Human brain. Samples (2-mm-thick) of the frontal cortex and striatum that from control and HD subjects were fixed at the time of the autopsy in 4% paraformaldehyde for 24-48 hr, and then immersed in 30% buffered saccharose for 48 hr. Once cryoprotected, the samples were frozen and stored at -80°C until use. Then, 30 μm sections were obtained with a cryostat and processed for free-floating immunohistochemistry in the same conditions as described for the mouse samples.

The primary antibodies assayed were the following: monoclonal anti-LMP2 (1:100), polyclonal to human LMP2 (1:1000), monoclonal anti-LMP7 (1:100), and polyclonal to human LMP7 (1:1000). Immunoreaction was visualized with 0.05% DAB and 0.01% H₂O₂ (brown precipitate). Immunohistochemistry plus TUNEL double-labeling was conducted after a two-step protocol. First, the sections were processed for immunohistochemistry, and the peroxidase reaction was visualized with DAB and H₂O₂ (brown precipitate). Then, the sections were processed for the method of in situ end-labeling of nuclear DNA fragmentation with ApopTag: in situ apoptosis detection kit (Oncor, Gaithersburg, MD) following the instructions of the supplier with some modifications including omission of proteinase incubation. The reaction was visualized with the nickel protocol (dark blue).

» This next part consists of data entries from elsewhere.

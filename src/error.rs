use thiserror::Error;

/// Errors raised while constructing problems or schedules.
///
/// The searches themselves never fail: not reaching a goal is reported through the
/// returned state, not through an error.
#[derive(Error, Debug, Clone, PartialEq)]
pub enum PuzzleError {
    /// The tuple is not a permutation of `0..9`.
    #[error("8-puzzle state {0:?} is not a permutation of 0..9")]
    InvalidPermutation(Vec<u8>),
    /// The board must have at least one column.
    #[error("N-Queens board size must be positive, got {0}")]
    InvalidBoardSize(usize),
    /// A queen placed outside the board or a state of the wrong length.
    #[error("invalid N-Queens state for a board of size {n}: {reason}")]
    InvalidRow { n: usize, reason: String },
    /// Cooling schedule parameters that cannot produce a usable temperature.
    #[error("invalid cooling schedule: {0}")]
    InvalidSchedule(String),
}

Quantification analysis from immunohistochemistry studies was performed taking images from at least three different sections of independent experiments using Axioskop 2 plus microscope and a CCD camera (Coolsanp FX color). Positive signal was considered for the different antibodies if the mean intensity value was >100 on a 0-255 scale with 0 = black and 255 = white. The cutoff value of 100 was determined from visual analysis of inmunolabeling and by comparison with control (maximal level obtained with pre-absorbed antibodies).

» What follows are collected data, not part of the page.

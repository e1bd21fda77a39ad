use log::trace;
use rand::Rng;

use crate::{Node, Problem, SearchProgress, callback::SearchCallbackFn, utils::argmax_random_tie};

use super::LocalSearchOptimizer;

/// Optimizer that implements the steepest-ascent hill climbing algorithm
///
/// Every neighbor is scored and the one with the largest value is taken, ties broken at
/// random. The climb stops at the first goal or as soon as that neighbor is not strictly
/// better than the current state.
#[derive(Debug, Clone, Copy, Default)]
pub struct SteepestAscentOptimizer;

impl SteepestAscentOptimizer {
    /// Constructor of SteepestAscentOptimizer
    pub fn new() -> Self {
        Self
    }

    /// Perform one climbing step
    ///
    /// Returns the neighbor to move to, or `None` when `current` has no neighbor or is a local
    /// optimum. Selection always maximises [`Problem::value`]; only the acceptance test follows
    /// [`Problem::objective`], so a minimising problem compares against its worst neighbor.
    pub fn step<P, R>(
        &self,
        problem: &P,
        current: &Node<P::State>,
        rng: &mut R,
    ) -> Option<Node<P::State>>
    where
        P: Problem,
        R: Rng + ?Sized,
    {
        let neighbors = current.expand(problem);
        let neighbor = argmax_random_tie(&neighbors, |node| problem.value(node.state()), rng)?;
        let neighbor_score = problem.value(neighbor.state());
        if problem
            .objective()
            .improves(neighbor_score, problem.value(current.state()))
        {
            Some(neighbor.clone())
        } else {
            None
        }
    }
}

impl<P: Problem> LocalSearchOptimizer<P> for SteepestAscentOptimizer {
    /// Start search
    ///
    /// - `problem` : the problem to solve, starting from its initial state
    /// - `rng` : used to break ties between equally good neighbors
    /// - `callback` : callback function that will be invoked after each move
    fn optimize<R: Rng + ?Sized>(
        &self,
        problem: &mut P,
        rng: &mut R,
        callback: &mut dyn SearchCallbackFn<P::State, P::ScoreType>,
    ) -> (P::State, P::ScoreType) {
        let mut current = Node::new(problem.initial().clone());
        let mut iter = 0;

        while !problem.goal_test(current.state()) {
            let Some(next) = self.step(&*problem, &current, rng) else {
                trace!("steepest ascent stopped at a local optimum after {iter} moves");
                break;
            };
            current = next;
            iter += 1;

            let score = problem.value(current.state());
            callback(SearchProgress::new(iter, 0, iter, current.state().clone(), score));
        }

        let score = problem.value(current.state());
        (current.into_state(), score)
    }
}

Immunofluorescence studies

Sagittal mouse brain sections were pretreated with NH₄Cl 50 mm, 1 m glycine, 1% BSA, and 1% Triton X-100 in PBS buffer and incubated with primary antibodies at the following dilutions: polyclonal anti-LMP2 (1:1000) and monoclonal anti-ubiquitinylated conjugates (FK2) (1:10,000). Subsequently, the brain sections were washed with PBS buffer and incubated with secondary antibodies at the following dilutions: goat anti-rabbit IgG labeled with Texas Red from Molecular Probes (Eugene, OR) (1:400) and goat anti-mouse IgG labeled with Oregon Green 488 from Molecular Probes (1:200). Finally, the brain sections were washed with PBS and mounted following the standard procedures. Controls were performed by following the same procedure but substituting the primary antibodies by PBS in presence of 1% BSA.

Colocalization of two markers was analyzed by taking successive Oregon green 488 and Texas Red fluorescent images using an Axioskop 2 plus microscope and a CCD camera (Coolsnap FX color). Positive signal was considered for the different antibodies if the mean intensity value was >140 on a 0-255 scale with 0 = white and 255 = black. The cutoff value of 140 was determined from visual analysis of immunolabeling and by comparison with control (maximal level obtained with preabsorbed antibodies).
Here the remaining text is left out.